In the 1990’s the people running Freddie Mac and Fannie Mae determined that it would be a good idea to increase the percentage of subprime loans in their portfolios. So they changed their lending standards and bought as many of these loans as the banks could sell them. These loans were made regardless of down payment, with no proof of income and no credit check. That didn’t work. Who is responsible? Google: What They Said About Fan and Fred
China is currently building 25 nuclear plants; France gets most of her energy from nuclear sources. The United States, thanks to the determined opposition of a few, has not built a nuclear plant in more than 30 years. We export big bucks to buy oil and fund terrorism against ourselves. Which party is associated with opposition to nuclear plants?
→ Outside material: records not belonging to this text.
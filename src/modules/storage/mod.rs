//! Storage module for uploaded media
//!
//! Provides the `MediaStore` seam used by the feature services and its
//! MinIO/S3-compatible implementation.

mod media;
mod minio_client;

pub use media::{read_text_field, MediaFolder, MediaStore, MediaUpload};
pub use minio_client::MinIOClient;
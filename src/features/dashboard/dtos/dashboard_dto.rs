use serde::{Deserialize, Serialize};
use sqlx::FromRow;
use utoipa::ToSchema;

/// Report counts per status
#[derive(Debug, Clone, Serialize, Deserialize, FromRow, ToSchema)]
pub struct ReportCountsDto {
    pub pending: i64,
    pub approved: i64,
    pub rejected: i64,
}

#[derive(Debug, Clone, Serialize, Deserialize, ToSchema)]
#[serde(rename_all = "camelCase")]
pub struct UserCountDto {
    pub total_users: i64,
}

/// Number of reports filed under a category
#[derive(Debug, Clone, Serialize, Deserialize, FromRow, ToSchema)]
pub struct CategoryCountDto {
    /// `None` for reports whose category no longer resolves
    pub category: Option<String>,
    pub total: i64,
}

#[derive(Debug, Clone, Serialize, Deserialize, FromRow, ToSchema)]
pub struct ReportVotesDto {
    pub title: String,
    pub votes: i32,
}
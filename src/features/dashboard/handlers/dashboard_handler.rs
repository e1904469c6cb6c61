use axum::{extract::State, Json};
use std::sync::Arc;

use crate::core::error::AppError;
use crate::features::dashboard::dtos::*;
use crate::features::dashboard::services::DashboardService;
use crate::shared::types::ApiResponse;

/// Report counts per status
#[utoipa::path(
    get,
    path = "/api/dashboard/reportes",
    tag = "dashboard",
    responses(
        (status = 200, description = "Counts per status", body = ApiResponse<ReportCountsDto>),
        (status = 500, description = "Internal server error")
    )
)]
pub async fn get_report_counts(
    State(service): State<Arc<DashboardService>>,
) -> Result<Json<ApiResponse<ReportCountsDto>>, AppError> {
    let counts = service.report_counts().await?;
    Ok(Json(ApiResponse::success(Some(counts), None, None)))
}

/// Number of registered users
#[utoipa::path(
    get,
    path = "/api/dashboard/usuario",
    tag = "dashboard",
    responses(
        (status = 200, description = "User count", body = ApiResponse<UserCountDto>),
        (status = 500, description = "Internal server error")
    )
)]
pub async fn get_user_count(
    State(service): State<Arc<DashboardService>>,
) -> Result<Json<ApiResponse<UserCountDto>>, AppError> {
    let count = service.user_count().await?;
    Ok(Json(ApiResponse::success(Some(count), None, None)))
}

/// Reports grouped by category
#[utoipa::path(
    get,
    path = "/api/dashboard/categoria",
    tag = "dashboard",
    responses(
        (status = 200, description = "Reports per category", body = ApiResponse<Vec<CategoryCountDto>>),
        (status = 500, description = "Internal server error")
    )
)]
pub async fn get_by_category(
    State(service): State<Arc<DashboardService>>,
) -> Result<Json<ApiResponse<Vec<CategoryCountDto>>>, AppError> {
    let groups = service.by_category().await?;
    Ok(Json(ApiResponse::list(groups)))
}

/// Most voted reports
#[utoipa::path(
    get,
    path = "/api/dashboard/votos",
    tag = "dashboard",
    responses(
        (status = 200, description = "Top reports by votes", body = ApiResponse<Vec<ReportVotesDto>>),
        (status = 500, description = "Internal server error")
    )
)]
pub async fn get_top_voted(
    State(service): State<Arc<DashboardService>>,
) -> Result<Json<ApiResponse<Vec<ReportVotesDto>>>, AppError> {
    let reports = service.top_voted().await?;
    Ok(Json(ApiResponse::list(reports)))
}
//! Authorization guards composed after the bearer-token middleware.
//!
//! `RequireAdmin` gates the validation routes; `ensure_owner` is the
//! ownership rule shared by profile, photo and report edits. Administrators
//! get no bypass from `ensure_owner`.

use crate::core::error::AppError;
use crate::features::auth::model::AuthenticatedUser;
use axum::{extract::FromRequestParts, http::request::Parts};

/// Guard that only lets administrators through.
///
/// # Example
/// ```ignore
/// pub async fn handler(RequireAdmin(user): RequireAdmin) { ... }
/// ```
pub struct RequireAdmin(pub AuthenticatedUser);

impl<S> FromRequestParts<S> for RequireAdmin
where
    S: Send + Sync,
{
    type Rejection = AppError;

    async fn from_request_parts(parts: &mut Parts, _state: &S) -> Result<Self, Self::Rejection> {
        let user = parts.extensions.get::<AuthenticatedUser>().ok_or_else(|| {
            AppError::Unauthorized("No se proporcionó token de autenticación".to_string())
        })?;

        if !user.is_admin() {
            return Err(AppError::Forbidden(
                "Acceso denegado. Se requiere rol de administrador.".to_string(),
            ));
        }

        Ok(RequireAdmin(user.clone()))
    }
}

/// Fails with `Forbidden(message)` unless `user` owns the resource
pub fn ensure_owner(user: &AuthenticatedUser, owner_id: i64, message: &str) -> Result<(), AppError> {
    if user.owns(owner_id) {
        Ok(())
    } else {
        tracing::debug!(
            user_id = user.user_id,
            owner_id,
            "Rejected access to resource owned by another user"
        );
        Err(AppError::Forbidden(message.to_string()))
    }
}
The current Administration is showing its commitment to current technology by promoting expansion of the trains which were the really hot technology in the 19th Century and by building windmills which people with wooden shoes popularized in the 16th Century but were around before that.
Several years ago, electronic signs began to appear on NY parkways informing riders how long it was going to take to get from where they were to a spot 8-15 miles away. The State spent tax money to develop, install and maintain this worthless addition to our knowledge base. Whose idea was this? Is he still employed by the State? Why?
The list goes on and on and the same people are the wrong side all the time. But they manage to stay around. Maybe that makes them the smart ones.